Work order
Lines before the one containing "sessions WHERE expires_at" are to be skipped; reproduce that line and the rest of the records below exactly.

[Stored items from a collection]
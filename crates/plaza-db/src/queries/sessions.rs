use base64::Engine;
use base64::engine::general_purpose::URL_SAFE_NO_PAD;
use chrono::{Duration, Utc};
use rand::RngCore;
use rusqlite::params;
use sha2::{Digest, Sha256};
use uuid::Uuid;

use crate::error::{QueryExt, affected};
use crate::models::{RowExt, format_timestamp};
use crate::{Database, Result};

const TOKEN_BYTES: usize = 32;

/// Sessions are keyed by the SHA-256 of the bearer token; the token itself is
/// never stored.
pub struct SessionRepository<'a> {
    db: &'a Database,
}

impl<'a> SessionRepository<'a> {
    pub(crate) fn new(db: &'a Database) -> Self {
        Self { db }
    }

    /// Returns the bearer token for the new session.
    pub fn create(&self, user_id: Uuid, ttl: Duration) -> Result<String> {
        let mut raw = [0u8; TOKEN_BYTES];
        rand::rng().fill_bytes(&mut raw);
        let token = URL_SAFE_NO_PAD.encode(raw);

        let expires_at = format_timestamp(Utc::now() + ttl);

        self.db.with_conn_mut(|conn| {
            conn.execute(
                "INSERT INTO sessions (token_hash, user_id, expires_at) VALUES (?1, ?2, ?3)",
                params![hash_token(&token), user_id.to_string(), expires_at],
            )?;
            Ok(())
        })?;

        Ok(token)
    }

    /// Resolves a live session to its user.
    pub fn get_user(&self, token: &str) -> Result<Uuid> {
        let now = format_timestamp(Utc::now());

        self.db.with_conn(|conn| {
            conn.query_row(
                "SELECT user_id FROM sessions WHERE token_hash = ?1 AND expires_at > ?2",
                params![hash_token(token), now],
                |row| row.parsed(0),
            )
            .found("session")
        })
    }

    pub fn delete(&self, token: &str) -> Result<()> {
        self.db.with_conn_mut(|conn| {
            let rows = conn.execute(
                "DELETE FROM sessions WHERE token_hash = ?1",
                [hash_token(token)],
            )?;
            affected(rows, "session")
        })
    }

    pub fn delete_for_user(&self, user_id: Uuid) -> Result<usize> {
        self.db.with_conn_mut(|conn| {
            Ok(conn.execute("DELETE FROM sessions WHERE user_id = ?1", [user_id.to_string()])?)
        })
    }

    /// Removes expired sessions and returns how many were removed.
    pub fn clean_expired(&self) -> Result<usize> {
        let now = format_timestamp(Utc::now());

        self.db.with_conn_mut(|conn| {
            Ok(conn.execute("DELETE FROM sessions WHERE expires_at <= ?1", [now])?)
        })
    }
}

fn hash_token(token: &str) -> String {
    hex::encode(Sha256::digest(token.as_bytes()))
}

Solution
            Ok(conn.execute("DELETE FROM sessions WHERE expires_at <= ?1", [now])?)
        })
    }
}

fn hash_token(token: &str) -> String {
    hex::encode(Sha256::digest(token.as_bytes()))
}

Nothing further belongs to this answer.